Based on this facility's data, families visiting should ask: "Can I visit during a mealtime to observe dining assistance and food quality?" "How do you handle medical emergencies, and what is your hospital transfer rate?" "Can I speak with family members of current residents about their experience?"

Is Martha And Mary Health Service Safe?

Based on CMS inspection data, MARTHA AND MARY HEALTH SERVICE has a clean safety record: no substantiated abuse findings (meaning no confirmed cases of resident harm), no Immediate Jeopardy citations (the most serious violation level indicating risk of serious injury or death), and is not on the Special Focus Facility watch list (a federal program monitoring the lowest-performing 1% of nursing homes). The facility has a 4-star overall rating and ranks #1 of 100 nursing homes in Washington. While no facility is perfect, families should still ask about staff-to-resident ratios and recent inspection results during their visit.

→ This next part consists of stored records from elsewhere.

//! Exit pricing: worst-case PnL, break-even quotes, stop prices and the
//! local-extremum window.

use crate::exchange::OrderBook;
use crate::position::HedgeDirection;
use crate::utils::{round_to_tick, safe_div};
use chrono::{DateTime, Duration, Utc};
use rust_decimal::Decimal;
use std::collections::VecDeque;

/// Normalised PnL if both legs were closed at the deepest fetched book level.
///
/// A conservative lower bound: the seller takes the deepest bid, the buyer
/// the deepest ask. Returns `None` when either book is empty.
pub fn worst_case_pnl(
    direction: HedgeDirection,
    primary_entry: Decimal,
    secondary_entry: Decimal,
    primary_book: &OrderBook,
    secondary_book: &OrderBook,
) -> Option<Decimal> {
    let (primary_pnl, secondary_pnl) = match direction {
        HedgeDirection::Type1 => (
            primary_book.deepest_bid()? - primary_entry,
            secondary_entry - secondary_book.deepest_ask()?,
        ),
        HedgeDirection::Type2 => (
            primary_entry - primary_book.deepest_ask()?,
            secondary_book.deepest_bid()? - secondary_entry,
        ),
    };

    let avg_entry = (primary_entry + secondary_entry) / Decimal::TWO;
    Some(safe_div(primary_pnl + secondary_pnl, avg_entry))
}

/// Resting exit prices for both legs.
#[derive(Debug, Clone, Copy, PartialEq)]
pub struct ExitQuote {
    /// Primary-leg limit price that nets the hedge to zero
    pub primary_price: Decimal,
    /// Best opposite price on the secondary venue
    pub secondary_price: Decimal,
}

/// Price the secondary leg at its best opposite quote and solve the primary
/// leg's price for zero combined PnL, rounded to the primary tick.
pub fn break_even_quote(
    direction: HedgeDirection,
    primary_entry: Decimal,
    secondary_entry: Decimal,
    secondary_book: &OrderBook,
    primary_tick: Decimal,
) -> Option<ExitQuote> {
    let (secondary_price, primary_price) = match direction {
        // Secondary short is bought back at the ask, primary long sold at break-even.
        HedgeDirection::Type1 => {
            let exit = secondary_book.best_ask()?;
            (exit, primary_entry - secondary_entry + exit)
        }
        HedgeDirection::Type2 => {
            let exit = secondary_book.best_bid()?;
            (exit, primary_entry + exit - secondary_entry)
        }
    };

    if primary_price <= Decimal::ZERO {
        return None;
    }

    Some(ExitQuote {
        primary_price: round_to_tick(primary_price, primary_tick),
        secondary_price,
    })
}

/// Stop trigger for the primary leg, `fraction` away from entry against the
/// position. `None` when the stop is disabled.
pub fn stop_trigger_price(
    direction: HedgeDirection,
    primary_entry: Decimal,
    fraction: Decimal,
    tick: Decimal,
) -> Option<Decimal> {
    if fraction <= Decimal::ZERO {
        return None;
    }
    let raw = match direction {
        HedgeDirection::Type1 => primary_entry * (Decimal::ONE - fraction),
        HedgeDirection::Type2 => primary_entry * (Decimal::ONE + fraction),
    };
    Some(round_to_tick(raw, tick))
}

/// Rolling window of primary-venue mid prices.
#[derive(Debug, Clone)]
pub struct PriceWindow {
    lookback: Duration,
    samples: VecDeque<(DateTime<Utc>, Decimal)>,
}

impl PriceWindow {
    pub fn new(lookback: Duration) -> Self {
        Self {
            lookback,
            samples: VecDeque::new(),
        }
    }

    pub fn push(&mut self, at: DateTime<Utc>, price: Decimal) {
        self.samples.push_back((at, price));
        let cutoff = at - self.lookback;
        while self.samples.front().is_some_and(|(t, _)| *t < cutoff) {
            self.samples.pop_front();
        }
    }

    pub fn len(&self) -> usize {
        self.samples.len()
    }

    pub fn is_empty(&self) -> bool {
        self.samples.is_empty()
    }

    /// Whether the latest sample is the most favourable exit price in the
    /// window: the high for a primary long, the low for a primary short.
    pub fn is_local_extremum(&self, direction: HedgeDirection, min_samples: usize) -> bool {
        if self.samples.len() < min_samples.max(1) {
            return false;
        }
        let Some(&(_, latest)) = self.samples.back() else {
            return false;
        };
        match direction {
            HedgeDirection::Type1 => self.samples.iter().all(|(_, p)| latest >= *p),
            HedgeDirection::Type2 => self.samples.iter().all(|(_, p)| latest <= *p),
        }
    }
}
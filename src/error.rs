//! Error taxonomy for the hedging core.
//!
//! Recoverable conditions (skips, transient venue failures) are ordinary
//! `HedgeError` values. Conditions that leave a one-sided position on a
//! venue are `FatalBreach` and must reach an operator.

use crate::exchange::Venue;
use crate::position::LedgerError;
use crate::strategy::SizingError;
use rust_decimal::Decimal;
use serde::Serialize;
use thiserror::Error;

/// Errors produced while entering, monitoring or unwinding a hedge.
#[derive(Debug, Error)]
pub enum HedgeError {
    #[error("transient {venue} error during {operation}: {source:#}")]
    TransientVenue {
        venue: Venue,
        operation: &'static str,
        #[source]
        source: anyhow::Error,
    },

    #[error("insufficient {venue} balance: available {available}, required {required}")]
    InsufficientBalance {
        venue: Venue,
        available: Decimal,
        required: Decimal,
    },

    #[error("{symbol} is not tradable on {venue} ({status})")]
    ContractNotTradable {
        symbol: String,
        venue: Venue,
        status: String,
    },

    #[error("sizing infeasible for {symbol}: {reason}")]
    SizingInfeasible { symbol: String, reason: SizingError },

    #[error("funding for {symbol} settles in {seconds_left}s, below the safety margin")]
    FundingTooClose { symbol: String, seconds_left: i64 },

    #[error("{symbol} already has a hedge or an operation in flight")]
    SymbolBusy { symbol: String },

    #[error("{symbol} is halted pending manual remediation")]
    SymbolHalted { symbol: String },

    #[error("entry legs mismatched for {symbol}: only {filled} filled, compensated")]
    EntryPartialFillMismatch { symbol: String, filled: Venue },

    #[error("neither entry leg filled for {symbol}")]
    EntryNotFilled { symbol: String },

    #[error(transparent)]
    Ledger(#[from] LedgerError),

    #[error(transparent)]
    Fatal(#[from] FatalBreach),
}

impl HedgeError {
    pub fn transient(venue: Venue, operation: &'static str, source: anyhow::Error) -> Self {
        HedgeError::TransientVenue {
            venue,
            operation,
            source,
        }
    }

    /// Whether this error requires operator intervention.
    pub fn is_fatal(&self) -> bool {
        matches!(self, HedgeError::Fatal(_))
    }

    /// Whether the entry loop should stop walking candidates this tick.
    pub fn stops_entry_tick(&self) -> bool {
        matches!(self, HedgeError::FundingTooClose { .. })
    }
}

/// Kind of unhedged exposure.
#[derive(Debug, Clone, Copy, PartialEq, Eq, Serialize)]
pub enum BreachKind {
    /// A compensating close after a one-sided entry fill failed.
    Hedge,
    /// One leg closed on exit and the matching action on the other failed.
    Exit,
    /// A single-venue position was found during startup reconciliation.
    Orphan,
}

/// One-sided exposure that cannot be resolved automatically.
#[derive(Debug, Clone, Error, Serialize)]
#[error("{kind:?} breach on {symbol}: {open_leg} leg left open ({detail})")]
pub struct FatalBreach {
    pub kind: BreachKind,
    pub symbol: String,
    pub open_leg: Venue,
    pub detail: String,
}

impl FatalBreach {
    pub fn hedge(symbol: &str, open_leg: Venue, detail: impl Into<String>) -> Self {
        Self {
            kind: BreachKind::Hedge,
            symbol: symbol.to_string(),
            open_leg,
            detail: detail.into(),
        }
    }

    pub fn exit(symbol: &str, open_leg: Venue, detail: impl Into<String>) -> Self {
        Self {
            kind: BreachKind::Exit,
            symbol: symbol.to_string(),
            open_leg,
            detail: detail.into(),
        }
    }

    pub fn orphan(symbol: &str, open_leg: Venue, detail: impl Into<String>) -> Self {
        Self {
            kind: BreachKind::Orphan,
            symbol: symbol.to_string(),
            open_leg,
            detail: detail.into(),
        }
    }
}
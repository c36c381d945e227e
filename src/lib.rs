//! Chartvault: encrypted per-patient clinical records with on-demand
//! retrieval indexing.
//!
//! Sensitive fields are enciphered at rest with a deterministic
//! field-level codec ([`crypto::FieldCodec`]); a patient's records are
//! decrypted, normalized, and turned into per-section TF-IDF indices on
//! demand ([`index`]), cached safely under concurrent access
//! ([`index::PatientIndexCache`]), and ranked against free-text clinical
//! questions to assemble context for an external generation engine
//! ([`rag`], [`service`]).

pub mod assemble;
pub mod config;
pub mod crypto;
pub mod db;
pub mod index;
pub mod models;
pub mod rag;
pub mod service;

pub use service::{GeneratedAnswer, LoadSummary, PatientRagService, QueryOutcome, ServiceError};

use tracing_subscriber::EnvFilter;

/// Initialize tracing with `RUST_LOG` or the crate default filter.
/// Call once at process start; later calls are ignored.
pub fn init_tracing() {
    let _ = tracing_subscriber::fmt()
        .with_env_filter(
            EnvFilter::try_from_default_env()
                .unwrap_or_else(|_| EnvFilter::new(config::default_log_filter())),
        )
        .try_init();
}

Do Nurses at Martha And Mary Health Service Stick Around?

MARTHA AND MARY HEALTH SERVICE has a staff turnover rate of 37%, which is about average for Washington nursing homes (state average: 46%). Moderate turnover is common in nursing homes, but families should still ask about staff tenure and how the facility maintains care continuity when employees leave.

Was Martha And Mary Health Service Ever Fined?

MARTHA AND MARY HEALTH SERVICE has no federal fines on record. CMS issues fines when nursing homes fail to meet care standards or don't correct problems found during inspections. The absence of fines suggests the facility has either maintained compliance or corrected any issues before penalties were assessed. This is a positive indicator, though families should still review recent inspection reports for the full picture.

Is Martha And Mary Health Service on Any Federal Watch List?

MARTHA AND MARY HEALTH SERVICE is not on any federal watch list. The most significant is the Special Focus Facility (SFF) program, which identifies the bottom 1% of nursing homes nationally based on persistent, serious quality problems. Not being on this list means the facility has avoided the pattern of deficiencies that triggers enhanced federal oversight. This is a positive indicator, though families should still review the facility's inspection history directly.